----- DATA RECORDS

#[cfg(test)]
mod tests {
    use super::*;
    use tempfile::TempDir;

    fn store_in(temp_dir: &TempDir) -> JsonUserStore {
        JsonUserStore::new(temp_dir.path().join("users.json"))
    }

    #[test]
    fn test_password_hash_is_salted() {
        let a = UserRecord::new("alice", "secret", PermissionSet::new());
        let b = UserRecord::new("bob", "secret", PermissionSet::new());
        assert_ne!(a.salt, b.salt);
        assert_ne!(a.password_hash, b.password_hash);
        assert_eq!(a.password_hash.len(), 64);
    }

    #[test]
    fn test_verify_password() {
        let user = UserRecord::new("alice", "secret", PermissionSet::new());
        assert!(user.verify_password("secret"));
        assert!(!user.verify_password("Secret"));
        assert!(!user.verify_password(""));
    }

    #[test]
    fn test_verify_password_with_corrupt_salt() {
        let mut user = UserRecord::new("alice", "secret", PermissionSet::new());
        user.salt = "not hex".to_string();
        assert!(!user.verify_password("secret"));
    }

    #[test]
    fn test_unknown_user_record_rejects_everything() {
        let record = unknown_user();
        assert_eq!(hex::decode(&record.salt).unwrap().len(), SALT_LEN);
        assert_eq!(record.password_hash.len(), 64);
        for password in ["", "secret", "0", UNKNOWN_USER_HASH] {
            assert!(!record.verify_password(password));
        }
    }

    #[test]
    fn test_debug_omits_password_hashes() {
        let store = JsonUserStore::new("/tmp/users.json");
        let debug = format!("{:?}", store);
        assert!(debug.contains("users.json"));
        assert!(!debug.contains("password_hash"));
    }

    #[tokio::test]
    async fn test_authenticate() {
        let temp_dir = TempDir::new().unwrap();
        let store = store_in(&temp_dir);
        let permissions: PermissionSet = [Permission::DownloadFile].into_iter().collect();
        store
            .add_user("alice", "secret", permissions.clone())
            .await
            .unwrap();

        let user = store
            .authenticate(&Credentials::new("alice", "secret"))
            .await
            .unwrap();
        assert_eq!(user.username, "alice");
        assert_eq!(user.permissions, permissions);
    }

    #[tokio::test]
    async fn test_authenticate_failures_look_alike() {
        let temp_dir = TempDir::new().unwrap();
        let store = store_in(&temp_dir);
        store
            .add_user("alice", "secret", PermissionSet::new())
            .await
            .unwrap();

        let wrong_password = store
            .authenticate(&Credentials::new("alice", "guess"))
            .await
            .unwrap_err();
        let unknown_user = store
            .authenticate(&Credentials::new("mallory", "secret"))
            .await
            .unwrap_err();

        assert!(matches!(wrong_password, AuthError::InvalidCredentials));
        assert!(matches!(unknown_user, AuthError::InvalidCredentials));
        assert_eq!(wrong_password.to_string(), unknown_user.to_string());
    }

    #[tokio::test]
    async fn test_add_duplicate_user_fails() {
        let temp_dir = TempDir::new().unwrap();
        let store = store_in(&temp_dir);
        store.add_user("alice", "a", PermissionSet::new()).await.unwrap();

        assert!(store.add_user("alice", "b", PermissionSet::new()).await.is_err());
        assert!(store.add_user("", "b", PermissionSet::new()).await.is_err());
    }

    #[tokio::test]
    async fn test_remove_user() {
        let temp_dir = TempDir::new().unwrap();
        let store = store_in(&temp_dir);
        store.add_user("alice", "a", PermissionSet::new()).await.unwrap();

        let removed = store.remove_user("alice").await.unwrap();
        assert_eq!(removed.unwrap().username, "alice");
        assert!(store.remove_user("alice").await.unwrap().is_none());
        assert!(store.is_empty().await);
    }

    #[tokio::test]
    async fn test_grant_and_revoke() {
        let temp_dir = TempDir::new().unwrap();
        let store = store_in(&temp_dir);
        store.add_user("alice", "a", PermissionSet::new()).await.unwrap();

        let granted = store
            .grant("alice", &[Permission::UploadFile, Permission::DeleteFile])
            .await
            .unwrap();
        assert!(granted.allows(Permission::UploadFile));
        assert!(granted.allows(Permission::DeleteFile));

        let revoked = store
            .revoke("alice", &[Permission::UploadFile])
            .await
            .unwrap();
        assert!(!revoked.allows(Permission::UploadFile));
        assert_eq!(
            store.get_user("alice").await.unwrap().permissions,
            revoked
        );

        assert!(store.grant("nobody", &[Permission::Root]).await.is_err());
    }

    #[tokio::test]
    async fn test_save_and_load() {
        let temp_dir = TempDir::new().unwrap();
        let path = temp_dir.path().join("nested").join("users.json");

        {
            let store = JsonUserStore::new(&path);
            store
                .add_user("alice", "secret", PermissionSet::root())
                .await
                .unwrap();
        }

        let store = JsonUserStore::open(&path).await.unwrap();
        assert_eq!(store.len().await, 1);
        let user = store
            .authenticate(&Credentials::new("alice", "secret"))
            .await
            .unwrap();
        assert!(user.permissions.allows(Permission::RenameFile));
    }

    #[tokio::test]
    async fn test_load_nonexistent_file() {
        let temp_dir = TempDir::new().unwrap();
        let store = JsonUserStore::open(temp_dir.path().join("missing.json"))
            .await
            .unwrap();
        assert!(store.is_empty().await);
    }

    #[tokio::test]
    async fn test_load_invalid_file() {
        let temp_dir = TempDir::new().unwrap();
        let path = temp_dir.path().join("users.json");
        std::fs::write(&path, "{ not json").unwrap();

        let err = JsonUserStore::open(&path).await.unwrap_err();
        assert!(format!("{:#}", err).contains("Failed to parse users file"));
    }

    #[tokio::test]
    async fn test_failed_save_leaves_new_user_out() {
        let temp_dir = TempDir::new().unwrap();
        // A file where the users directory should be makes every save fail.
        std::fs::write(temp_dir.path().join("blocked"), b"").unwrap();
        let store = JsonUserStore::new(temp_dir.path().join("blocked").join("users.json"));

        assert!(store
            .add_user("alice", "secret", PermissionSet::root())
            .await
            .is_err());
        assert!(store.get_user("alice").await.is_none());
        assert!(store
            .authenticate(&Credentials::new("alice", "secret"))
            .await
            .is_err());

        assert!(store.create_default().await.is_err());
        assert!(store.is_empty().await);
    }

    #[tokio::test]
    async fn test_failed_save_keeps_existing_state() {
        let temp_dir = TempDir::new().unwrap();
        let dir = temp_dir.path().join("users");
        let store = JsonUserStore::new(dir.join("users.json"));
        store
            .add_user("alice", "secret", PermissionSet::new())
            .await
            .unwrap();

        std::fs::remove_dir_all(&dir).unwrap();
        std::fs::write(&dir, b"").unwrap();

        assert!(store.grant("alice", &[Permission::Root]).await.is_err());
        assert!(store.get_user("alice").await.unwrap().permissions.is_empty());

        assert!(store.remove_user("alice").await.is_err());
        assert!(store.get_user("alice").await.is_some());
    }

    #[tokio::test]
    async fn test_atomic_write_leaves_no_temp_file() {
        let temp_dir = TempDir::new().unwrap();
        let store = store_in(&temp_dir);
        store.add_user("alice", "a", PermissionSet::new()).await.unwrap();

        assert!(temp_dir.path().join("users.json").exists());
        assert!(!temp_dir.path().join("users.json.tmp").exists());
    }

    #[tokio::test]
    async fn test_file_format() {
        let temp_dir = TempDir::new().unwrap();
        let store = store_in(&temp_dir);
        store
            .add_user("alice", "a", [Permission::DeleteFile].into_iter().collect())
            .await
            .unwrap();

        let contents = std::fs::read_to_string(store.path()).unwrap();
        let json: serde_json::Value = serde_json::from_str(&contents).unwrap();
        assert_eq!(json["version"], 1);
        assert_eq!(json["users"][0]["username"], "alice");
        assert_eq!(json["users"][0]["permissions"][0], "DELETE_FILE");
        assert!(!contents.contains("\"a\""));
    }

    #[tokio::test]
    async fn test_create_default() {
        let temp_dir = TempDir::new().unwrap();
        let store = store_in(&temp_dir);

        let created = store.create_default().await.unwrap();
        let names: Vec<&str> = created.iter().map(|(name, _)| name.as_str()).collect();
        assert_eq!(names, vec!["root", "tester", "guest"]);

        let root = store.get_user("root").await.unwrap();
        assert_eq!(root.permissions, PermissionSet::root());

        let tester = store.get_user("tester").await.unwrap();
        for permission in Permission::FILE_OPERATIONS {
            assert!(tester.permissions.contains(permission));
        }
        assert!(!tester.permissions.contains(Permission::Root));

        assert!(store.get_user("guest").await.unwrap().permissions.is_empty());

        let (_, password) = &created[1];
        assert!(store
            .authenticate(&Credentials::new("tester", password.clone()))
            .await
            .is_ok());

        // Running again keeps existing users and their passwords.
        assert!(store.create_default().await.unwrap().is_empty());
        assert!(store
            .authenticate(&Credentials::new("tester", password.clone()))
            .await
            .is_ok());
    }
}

----------

When a line in the listing has the word "collect", return that line.

TASK SOLUTION:
        let permissions: PermissionSet = [Permission::DownloadFile].into_iter().collect();
            .add_user("alice", "a", [Permission::DeleteFile].into_iter().collect())
        let names: Vec<&str> = created.iter().map(|(name, _)| name.as_str()).collect();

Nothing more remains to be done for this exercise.